Our bulkheads bulged with cotton and our masts were stepped in gold-- We ran a mighty merchandise of niggers in the hold; The white foam spun behind us, and the black shark swam below, As we gripped the kicking sweep-head and we made that galley go.
It was merry in the galley, for we revelled now and then-- If they wore us down like cattle, faith, we fought and loved like men! As we snatched her through the water, so we snatched a minute’s bliss, And the mutter of the dying never spoiled the lovers’ kiss.
Our women and our children toiled beside us in the dark-- They died, we filed their fetters, and we heaved them to the shark-- We heaved them to the fishes, but so fast the galley sped We had only time to envy, for we could not mourn our dead.
Bear witness, once my comrades, what a hard-bit gang were we-- The servants of the sweep-head but the masters of the sea! By the hands that drove her forward as she plunged and yawed and sheered, Woman, Man, or God or Devil, was there anything we feared?
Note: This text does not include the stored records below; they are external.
use serde::Deserialize;

#[derive(Debug, Clone, Deserialize)]
pub struct JwtConfig {
    pub secret: String,
    pub issuer: String,
    pub audience: String,
    pub ttl_minutes: i64,
    pub refresh_ttl_minutes: i64,
}

#[derive(Debug, Clone, Deserialize)]
pub struct StorageConfig {
    pub endpoint: String,
    pub bucket: String,
    pub access_key: String,
    pub secret_key: String,
    pub region: String,
}

#[derive(Debug, Clone, Deserialize)]
pub struct AppConfig {
    pub database_url: String,
    pub jwt: JwtConfig,
    pub storage: StorageConfig,
    /// Base URL used when building links sent by email.
    pub public_base_url: String,
    pub reset_token_ttl_minutes: i64,
}

impl AppConfig {
    pub fn from_env() -> anyhow::Result<Self> {
        let database_url = std::env::var("DATABASE_URL")?;
        let jwt = JwtConfig {
            secret: std::env::var("JWT_SECRET")?,
            issuer: std::env::var("JWT_ISSUER").unwrap_or_else(|_| "careerdesk".into()),
            audience: std::env::var("JWT_AUDIENCE").unwrap_or_else(|_| "careerdesk-users".into()),
            ttl_minutes: env_i64("JWT_TTL_MINUTES", 60),
            refresh_ttl_minutes: env_i64("JWT_REFRESH_TTL_MINUTES", 60 * 24 * 14),
        };
        let storage = StorageConfig {
            endpoint: std::env::var("S3_ENDPOINT")?,
            bucket: std::env::var("S3_BUCKET")?,
            access_key: std::env::var("S3_ACCESS_KEY")?,
            secret_key: std::env::var("S3_SECRET_KEY")?,
            region: std::env::var("S3_REGION").unwrap_or_else(|_| "us-east-1".into()),
        };
        Ok(Self {
            database_url,
            jwt,
            storage,
            public_base_url: std::env::var("PUBLIC_BASE_URL")
                .unwrap_or_else(|_| "http://localhost:8080".into()),
            reset_token_ttl_minutes: env_i64("RESET_TOKEN_TTL_MINUTES", 60),
        })
    }
}

fn env_i64(key: &str, default: i64) -> i64 {
    std::env::var(key)
        .ok()
        .and_then(|v| v.parse::<i64>().ok())
        .unwrap_or(default)
}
Was it storm? Our fathers faced it and a wilder never blew; Earth that waited for the wreckage watched the galley struggle through. Burning noon or choking midnight, Sickness, Sorrow, Parting, Death? Nay, our very babes would mock you had they time for idle breath.
But to-day I leave the galley and another takes my place; There’s my name upon the deck-beam--let it stand a little space. I am free--to watch my messmates beating out to open main Free of all that Life can offer--save to handle sweep again.
By the brand upon my shoulder, by the gall of clinging steel, By the welt the whips have left me, by the scars that never heal; By eyes grown old with staring through the sunwash on the brine, I am paid in full for service--would that service still were mine!
Yet they talk of times and seasons and of woe the years bring forth, Of our galley swamped and shattered in the rollers of the North. When the niggers break the hatches and the decks are gay with gore, And a craven-hearted pilot crams her crashing on the shore.